Sometimes a memory feels like a dream, and sometimes, it is so visceral that you start to believe it happened. Flying dreams can’t possibly be real, but they’re the ones you wish would never end. Out of the fever dream of the past 18 months, Elbow have produced their ninth studio release, Flying Dream 1. Unable to work as a group during the lockdown, the songs on the album were written alone but together. The quartet passed musical ideas to one another from their respective home studios, sharing and building upon individual snippets. As a result, the songs became a kind of conversational thread between faraway friends. Because of the isolation, the album has a more introspective feel than previous releases. There are none of the swaying, hands-in-the-air anthems such as “One Day Like This”, nor any acerbic rockers like “White Noise White Heat”. Instead, Flying Dream 1 soars quietly with the unabashedly earnest love songs Elbow do so well.

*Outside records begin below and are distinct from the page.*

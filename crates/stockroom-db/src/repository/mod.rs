//! # Repository Module
//!
//! Database access behind a storage contract.
//!
//! ```text
//! ┌─────────────────────────────────────────────────────────────────────────┐
//! │  SyncQueueManager                                                      │
//! │       │  Arc<dyn QueueStore>                                            │
//! │       ▼                                                                 │
//! │  QueueStore (trait) ◄── MutationRepository (SQLite, this crate)        │
//! │       │                                                                 │
//! │       ▼                                                                 │
//! │  offline_mutations                                                     │
//! └─────────────────────────────────────────────────────────────────────────┘
//! ```
//!
//! The manager only sees the trait, so another medium can be plugged in
//! without touching the sync engine.

pub mod mutation;
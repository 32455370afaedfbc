//! # Sync Error Types
//!
//! Error types for sync operations.
//!
//! ## Error Hierarchy
//! ```text
//! ┌─────────────────────────────────────────────────────────────────────────┐
//! │                       Sync Error Categories                             │
//! │                                                                         │
//! │  ┌─────────────────┐  ┌─────────────────┐  ┌─────────────────────────┐ │
//! │  │  Configuration  │  │     Queue       │  │     Remote API          │ │
//! │  │                 │  │                 │  │  (RemoteError)          │ │
//! │  │  InvalidConfig  │  │  Validation     │  │  Network / Timeout      │ │
//! │  │  InvalidUrl     │  │  Core           │  │  RateLimited / Server   │ │
//! │  │  ConfigLoad...  │  │  NotFound       │  │  Client / NotFound      │ │
//! │  └─────────────────┘  └─────────────────┘  │  Conflict               │ │
//! │                                            └─────────────────────────┘ │
//! │  ┌─────────────────┐  ┌─────────────────┐                              │
//! │  │    Storage      │  │    Internal     │                              │
//! │  │  (DbError)      │  │  ShuttingDown   │                              │
//! │  └─────────────────┘  └─────────────────┘                              │
//! └─────────────────────────────────────────────────────────────────────────┘
//! ```
//!
//! ## Remote Failure Classes
//! ```text
//! Network, Timeout, 5xx, 429, 401  → Transient  (retry with backoff)
//! Other 4xx, 404, bad response     → Permanent  (failed, manual retry)
//! 409 / 412                        → Conflict   (three-way analysis)
//! ```

use std::time::Duration;

use thiserror::Error;

use stockroom_core::{CoreError, Record, ValidationError};
use stockroom_db::DbError;

/// Result type alias for sync operations.
pub type SyncResult<T> = Result<T, SyncError>;

// =============================================================================
// Sync Error
// =============================================================================

/// Errors returned by the queue manager, orchestrator and facade.
///
/// Routine remote failures are recorded on the mutation and never returned
/// from a flush; only storage, validation and state errors reach callers.
#[derive(Debug, Error)]
pub enum SyncError {
    // =========================================================================
    // Configuration Errors
    // =========================================================================
    /// Invalid sync configuration.
    #[error("Invalid sync configuration: {0}")]
    InvalidConfig(String),

    /// Invalid remote or probe URL.
    #[error("Invalid URL: {0}")]
    InvalidUrl(String),

    /// Failed to load config file.
    #[error("Failed to load config: {0}")]
    ConfigLoadFailed(String),

    /// Failed to save config file.
    #[error("Failed to save config: {0}")]
    ConfigSaveFailed(String),

    // =========================================================================
    // Queue Errors
    // =========================================================================
    /// The mutation spec was rejected at enqueue time.
    #[error("Invalid mutation: {0}")]
    Validation(#[from] ValidationError),

    /// Queue state error (wrong status, bad resolution input).
    #[error(transparent)]
    Core(CoreError),

    /// No queued mutation with this id.
    #[error("Queued mutation not found: {id}")]
    NotFound { id: String },

    // =========================================================================
    // Storage Errors
    // =========================================================================
    /// The durable store failed.
    #[error("Storage error: {0}")]
    Storage(#[from] DbError),

    // =========================================================================
    // Remote Errors
    // =========================================================================
    /// A remote call failed outside of a flush (probe, client construction).
    #[error("Remote API error: {0}")]
    Remote(#[from] RemoteError),

    // =========================================================================
    // Internal Errors
    // =========================================================================
    /// Background sync is shutting down.
    #[error("Background sync is shutting down")]
    ShuttingDown,

    /// Channel send/receive failed.
    #[error("Channel error: {0}")]
    ChannelError(String),

    /// Internal error.
    #[error("Internal error: {0}")]
    Internal(String),
}

// =============================================================================
// Error Conversions
// =============================================================================

impl From<CoreError> for SyncError {
    fn from(err: CoreError) -> Self {
        match err {
            CoreError::Validation(validation) => SyncError::Validation(validation),
            other => SyncError::Core(other),
        }
    }
}

impl From<url::ParseError> for SyncError {
    fn from(err: url::ParseError) -> Self {
        SyncError::InvalidUrl(err.to_string())
    }
}

impl From<std::io::Error> for SyncError {
    fn from(err: std::io::Error) -> Self {
        SyncError::ConfigLoadFailed(err.to_string())
    }
}

impl From<toml::de::Error> for SyncError {
    fn from(err: toml::de::Error) -> Self {
        SyncError::ConfigLoadFailed(err.to_string())
    }
}

impl From<toml::ser::Error> for SyncError {
    fn from(err: toml::ser::Error) -> Self {
        SyncError::ConfigSaveFailed(err.to_string())
    }
}

// =============================================================================
// Error Categorization
// =============================================================================

impl SyncError {
    /// Returns true if the operation may succeed when tried again later.
    pub fn is_retryable(&self) -> bool {
        match self {
            SyncError::Remote(err) => err.classify() == FailureClass::Transient,
            SyncError::Storage(err) => err.is_unavailable(),
            SyncError::ChannelError(_) => true,
            _ => false,
        }
    }

    /// Returns true if this error indicates a configuration problem.
    pub fn is_config_error(&self) -> bool {
        matches!(
            self,
            SyncError::InvalidConfig(_)
                | SyncError::InvalidUrl(_)
                | SyncError::ConfigLoadFailed(_)
                | SyncError::ConfigSaveFailed(_)
        )
    }
}

// =============================================================================
// Remote Error
// =============================================================================

/// How a failed remote call is handled by the queue.
#[derive(Debug, Clone, Copy, PartialEq, Eq)]
pub enum FailureClass {
    /// Retry with backoff until `max_retries`.
    Transient,
    /// Mark `failed` immediately.
    Permanent,
    /// Run the three-way conflict analysis.
    Conflict,
}

/// Failure of one remote API call.
#[derive(Debug, Clone, Error)]
pub enum RemoteError {
    /// Connection could not be established or was reset.
    #[error("Network error: {0}")]
    Network(String),

    /// No response within the request timeout.
    #[error("Request timed out after {0:?}")]
    Timeout(Duration),

    /// HTTP 429.
    #[error("Rate limited by the server")]
    RateLimited { retry_after: Option<Duration> },

    /// HTTP 5xx.
    #[error("Server error (HTTP {status}): {message}")]
    Server { status: u16, message: String },

    /// HTTP 4xx other than the ones below; the request itself is wrong.
    #[error("Rejected (HTTP {status}): {message}")]
    Client { status: u16, message: String },

    /// HTTP 401, or no credential could be resolved.
    #[error("Authentication required: {0}")]
    Unauthenticated(String),

    /// HTTP 404.
    #[error("Record not found on the server")]
    NotFound,

    /// HTTP 409 / 412. Carries the current server record when the response
    /// included it.
    #[error("Record changed on the server")]
    Conflict { current: Option<Record> },

    /// A 2xx response the client could not interpret.
    #[error("Invalid response: {0}")]
    InvalidResponse(String),
}

impl RemoteError {
    /// Maps the error to its queue handling.
    pub fn classify(&self) -> FailureClass {
        match self {
            RemoteError::Network(_)
            | RemoteError::Timeout(_)
            | RemoteError::RateLimited { .. }
            | RemoteError::Server { .. }
            | RemoteError::Unauthenticated(_) => FailureClass::Transient,
            RemoteError::Conflict { .. } => FailureClass::Conflict,
            RemoteError::Client { .. } | RemoteError::NotFound | RemoteError::InvalidResponse(_) => {
                FailureClass::Permanent
            }
        }
    }
}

The title track lodged itself comfortably in my brain after only a couple of listens. The humming backing vocals, soft oohs and mmms, sound at first like a placeholder, as though the band were waiting for the BBC Orchestra to arrive and fill in its part. But a string section would have spoiled the casual, familial feel of the tune. Lyrics like “Mum and my sisters all blissful at feather / Candlewick swaddled my golden wee brother” are sung from the point of view of a somnambulant child describing simple domestic comforts. Place names in the band’s native Lancashire are strung through one verse, guiding the dreaming boy home. In the song’s last third, Craig Potter’s jazzy piano weaves among the background voices, which are brought forward in the mix, sounding more intentional and soulful. It’s as lovely a song as Elbow has ever recorded.
In addition to the title song, two other tracks are slated for release as singles. On “Six Words”, frontman Guy Garvey sings those words – “I’m falling in love with you” – over a cascading piano that gives way to a joyous reggae shuffle halfway through. Even though the lyrics veer towards cliché at times (“I know the view from up on top of the world”), this is not a typical love song. Anyone can sing about loving someone; “Six Words” is about the astonishment of being loved in return.
The third single, “The Seldom Seen Kid”, refers to Garvey’s friend Bryan Glancy, who lent his nickname to the band’s 2008 album. Glancy died in 2006 before Garvey began dating Rachael Stirling, who he would later marry. The song imagines Glancy dancing with Stirling, inventing a memory that never happened but, like a good dream, feels like it could have. It dwells in the simple pleasure of introducing the people you love to the person who loves you. However, a sense of sadness can’t help but pervade the song, which is underscored by the waltz-time and the dissonant bass clarinet underneath.
Other standout tracks are “After the Eclipse” and “Is It a Bird”, which both have the quiet, reflective feel of the whole collection. The understated instrumentation allows Garvey’s lustrous baritone to come to the fore and his reaches into falsetto to carry more impact.
I’ve always marveled at Elbow’s ability to write mature love songs that come across as sincere without being saccharine. The object of the tracks can be a friend, a child, or a spouse, but they all proudly wear their heart on their sleeve. How many bands could call a song “Calm and Happy” (another favorite) and get away with it? Yet Elbow pulls it off on the strength of their deft musicianship and collaborative songwriting. Together for 25 years now, the band members’ bond with one another is probably the longest adult relationship each one has had. It shows in this release; the confidence and trust they have as a group is manifested in the songs.
Flying Dream 1 also trusts its listeners, asking us to hold a quiet space for the music and let it reveal itself over time. It requires a tiny leap of faith to “step into the air” and fly.